Aryeh Deri's Resignation Is Not the Final Word

Confidants of Shas' party leader swear the he really meant to resign and say his dramatic letter was not just an attempt at creating spin.

Tali Meir

MK Aryeh Deri is in the throes of an authentic drama and is not just trying to put some sort of spin on the extremely tense situation in Shas, close friends of the party leader say. And on Monday evening, when the elderly members of the party's Council of Torah Sages respectfully made their way to Deri’s home, after he had dispatched his letter of resignation to them – and with reporters and photographers waiting for the expected and well-orchestrated happy end to the story – they didn’t find the man at home.

Instead, said someone who was present, those who directed the whole scene, in which important rabbis get down on their knees to beg for the return of the party chair, found only Deri’s wife Yaffa and his daughters there, crying bitterly. They refused to be consoled even by Rabbi Shalom Cohen, the head of the Council of Torah Sages, and stressed that Deri meant every word in his resignation letter.

“Something inside him broke,” they said, “they sucked his blood.”

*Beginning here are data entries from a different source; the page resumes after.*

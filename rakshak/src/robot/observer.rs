//! Visualization hook.

use crate::core::GridCoord;
use crate::grid::GridMap;

/// Receives a notification after every position or occupant-visibility change.
///
/// Implement this trait to draw the mission as it happens (terminal, GUI,
/// recording). Notifications are fire-and-forget: nothing the observer does
/// feeds back into the robot.
///
/// # Example
///
/// ```
/// use rakshak::{GridCoord, GridMap, MissionObserver};
///
/// struct PrintFrames;
///
/// impl MissionObserver for PrintFrames {
///     fn on_frame(&mut self, grid: &GridMap, robot: GridCoord, occupant_visible: bool) {
///         println!("{}\n", grid.render(robot, occupant_visible));
///     }
/// }
/// ```
pub trait MissionObserver {
    /// Called with the grid, the robot's position and whether the occupant
    /// should currently be drawn.
    fn on_frame(&mut self, grid: &GridMap, robot: GridCoord, occupant_visible: bool);
}

/// Observer that ignores every frame.
#[derive(Clone, Copy, Debug, Default)]
pub struct NullObserver;

impl MissionObserver for NullObserver {
    fn on_frame(&mut self, _grid: &GridMap, _robot: GridCoord, _occupant_visible: bool) {}
}

impl<T: MissionObserver + ?Sized> MissionObserver for &mut T {
    fn on_frame(&mut self, grid: &GridMap, robot: GridCoord, occupant_visible: bool) {
        (**self).on_frame(grid, robot, occupant_visible);
    }
}

impl<T: MissionObserver + ?Sized> MissionObserver for Box<T> {
    fn on_frame(&mut self, grid: &GridMap, robot: GridCoord, occupant_visible: bool) {
        (**self).on_frame(grid, robot, occupant_visible);
    }
}

/// A frame captured by [`FrameRecorder`].
#[derive(Clone, Debug, PartialEq, Eq)]
pub struct Frame {
    /// Robot position
    pub robot: GridCoord,
    /// Whether the occupant was drawn
    pub occupant_visible: bool,
    /// Rendered maze text
    pub text: String,
}

/// Observer that keeps every frame in memory.
#[derive(Clone, Debug, Default)]
pub struct FrameRecorder {
    frames: Vec<Frame>,
}

impl FrameRecorder {
    /// Create an empty recorder
    pub fn new() -> Self {
        Self::default()
    }

    /// Frames in the order they were observed
    pub fn frames(&self) -> &[Frame] {
        &self.frames
    }
}

impl MissionObserver for FrameRecorder {
    fn on_frame(&mut self, grid: &GridMap, robot: GridCoord, occupant_visible: bool) {
        self.frames.push(Frame {
            robot,
            occupant_visible,
            text: grid.render(robot, occupant_visible),
        });
    }
}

Deri apparently realized, according to observers, that what began two days ago on the Channel 2 News is a world war that will only escalate, and from which there is no way out. One friend said that the coming days will be one long campaign of attempts, back and forth, to convince Deri to change his mind about resigning.

Let’s set all that aside for a moment, and return to the strategy adopted by the Shas election headquarters at the emergency meetings it convened after the broadcast of tapes on Channel 2, on which the late Shas spiritual leader Rabbi Ovadia Yosef criticized Deri’s public image as a “thief” and a “bad person.”

On the eve of Deri’s prison term, in 2000, Shas published and distributed tens of thousands of copies of the famous “I accuse” videotape, which turned out to be the means by which the party slate shot to 17 Knesset seats. Fifteen years later Shas hopes to recreate that success using similar tools.

At the time what was being "accused" were district court and Supreme Court judges, and the oppression and persecution by the white Ashenazi elite. Deri entered prison as a victim of all of these, received tremendous support from the street, and the rest is history. Today the accused are former Shas leader Eli Yishai and his gang, who offended Deri and the memory of Rabbi Yosef. Apparently Deri won’t return to head the party until he feels wall-to-wall affection as he did during the early days of his imprisonment.

Back then Deri, a victim of persecution, was borne on the public waves of compassion and anger resulting from his conviction. This week, as a result of an entirely different event – the airing of the videotape that placed Deri in a very dubious light – Shas detected anger among party fans. Not at Deri, not at the late rabbi who had reservations about him: They detected anger at the person who leaked the videotape, namely Yishai.

The party decided to suspend its planned election platform and to nurture this anger along with the following complex message: "Maran" (an honorific for Rabbi Yosef) is the victim, Deri is the victim, vote for Shas in order to restore them to their previous status.

A campaign is now being launched to deliver the first part of the message: “Father, what have they done to you?!” with pictures of Rabbi Yosef. His children were invited Monday to prostrate themselves on his grave and to beg forgiveness, claiming that it wasn’t them but Yishai who is to blame for the upset in Shas, as his son Rabbi David Yosef said.

In order to restore himself to his glory days, Deri himself wrote the dramatic letter of resignation (and it really is dramatic) and the elderly rabbis were sent out into the cold Jerusalem night to grab onto him so he wouldn’t flee. Deri is now insisting on receiving renewed, spotless legitimacy from as many rabbis as possible.

One of the strongest values in the world of Shas is the verse from the book of Ecclesiastes: “God will seek out the persecuted.” Since 2013 there was one person whom the Shas public has considered to be persecuted: Eli Yishai, who fell from the heights and was ousted in disgrace. Aryeh Deri has seen an opportunity to change places with him, and will now try to recreate the “I accuse” scenario for internal purposes.

Shas spokesmen planned the occasion well Monday evening – the decision of the Council of Torah Sages was written in advanced and printed – but something went wrong. Deri disappeared, as did Rabbi Reuven Elbaz, the head of the Or Haim yeshiva, who was supposed to be appointed a new member of the Council of Torah Sages.

This drama, whether real or not, will continue today.